Warnung von Russell: Wie viel ist die Mercedes-Bestzeit am Freitag wert?
Mercedes-Routinier George Russell blieb am Trainingsfreitag in Monza der Schnellste. Der Brite ist dennoch überzeugt: Ein anderes Team gibt auf dem Highspeed-Kurs im Königlichen Park das Tempo vor.
George Russell hat den ersten Tag in Monza bestmöglich beendet: Der Brite aus dem Mercedes-Team drehte im zweiten Training die schnellste Runde und durfte sich über die Bestzeit freuen. Mit 1:22,559 min blieb er etwas mehr als eine Zehntelsekunde schneller als Ferrari-Ass Charles Leclerc, nachdem er in der ersten Session noch drei Zehntel langsamer als der Monegasse geblieben war.
Der Brite ist sich sicher: Die roten Renner aus Maranello geben auf dem Highspeed-Kurs den Ton an. Nach getaner Arbeit erklärte er: «Ferrari wirkte sehr konkurrenzfähig und scheint nach wie vor der Maßstab zu sein, den es zu schlagen gilt.»
Und nicht nur den Gegner aus Maranello hat Russell auf der Rechnung: «Wir wissen auch, wie stark McLaren zuletzt war, und ich habe keinen Zweifel daran, dass sie im Qualifying vorne mit dabei sein werden. Auch Red Bull Racing dürfen wir nicht ausser Acht lassen.»
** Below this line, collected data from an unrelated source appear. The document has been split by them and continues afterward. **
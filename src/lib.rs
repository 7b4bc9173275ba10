pub mod config;
pub mod db;
pub mod error;
pub mod ingredients;
pub mod meal_plans;
pub mod meals;
pub mod metrics;
pub mod nutrition;
pub mod planner;
pub mod preferences;
pub mod profiles;
pub mod state;

#[cfg(test)]
pub(crate) mod testing;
Trotzdem sei der Auftakt ins 13. Rennwochenende der Saison vielversprechend verlaufen, erklärte der 28-Jährige. Auch der leitende Ingenieur Andrew Shovlin sprach nach dem zweiten Training von einem guten Freitag, warnte aber auch gleichzeitig: «Alle direkten Gegner haben zu verschiedenen Zeitpunkten ein starkes Tempo an den Tag gelegt. Wir sehen nichts als selbstverständlich an, sind aber froh, dass wir offenbar mitkämpfen können.»